====== INPUT RECORDS
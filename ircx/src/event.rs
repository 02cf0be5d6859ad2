//! What the client hands to consumers: inbound messages and connection state.

use std::pin::Pin;
use std::task::{Context, Poll};

use futures_util::Stream;
use tokio::sync::mpsc;

pub use tokio::sync::mpsc::error::TryRecvError;

use crate::irc::Message;

/// Lifecycle of the supervised connection.
///
/// `Disconnected → Dialing → Handshaking → Streaming`, falling back to
/// `Disconnected` on a read failure and re-entering `Dialing` after the
/// backoff delay. `Stopped` is terminal and only reached through shutdown.
#[derive(Debug, Clone, Copy, PartialEq, Eq, Hash)]
pub enum ConnectionState {
    Disconnected,
    Dialing,
    Handshaking,
    Streaming,
    Stopped,
}

impl ConnectionState {
    pub fn as_str(&self) -> &'static str {
        match self {
            ConnectionState::Disconnected => "disconnected",
            ConnectionState::Dialing => "dialing",
            ConnectionState::Handshaking => "handshaking",
            ConnectionState::Streaming => "streaming",
            ConnectionState::Stopped => "stopped",
        }
    }
}

impl std::fmt::Display for ConnectionState {
    fn fmt(&self, f: &mut std::fmt::Formatter<'_>) -> std::fmt::Result {
        f.write_str(self.as_str())
    }
}

/// Receiving end of the event channel.
///
/// Messages arrive in wire order for a given connection. Nothing marks a
/// reconnect boundary; watch [`crate::Client::subscribe_state`] for that.
/// Not draining this stream stalls the decode loop once the channel is full.
#[derive(Debug)]
pub struct Events {
    rx: mpsc::Receiver<Message>,
}

impl Events {
    pub(crate) fn new(rx: mpsc::Receiver<Message>) -> Self {
        Self { rx }
    }

    /// Wait for the next inbound message. `None` once the client is gone.
    pub async fn recv(&mut self) -> Option<Message> {
        self.rx.recv().await
    }

    /// Take a message if one is already buffered.
    ///
    /// `Err(TryRecvError::Empty)` means nothing is waiting yet;
    /// `Err(TryRecvError::Disconnected)` means the client is gone and
    /// everything it delivered has been taken.
    pub fn try_recv(&mut self) -> Result<Message, TryRecvError> {
        self.rx.try_recv()
    }
}

impl Stream for Events {
    type Item = Message;

    fn poll_next(mut self: Pin<&mut Self>, cx: &mut Context<'_>) -> Poll<Option<Message>> {
        self.rx.poll_recv(cx)
    }
}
============
Where does "Debug" occur in the data? Copy each line that has it.

### [PROBLEM SOLUTION]
#[derive(Debug, Clone, Copy, PartialEq, Eq, Hash)]
#[derive(Debug)]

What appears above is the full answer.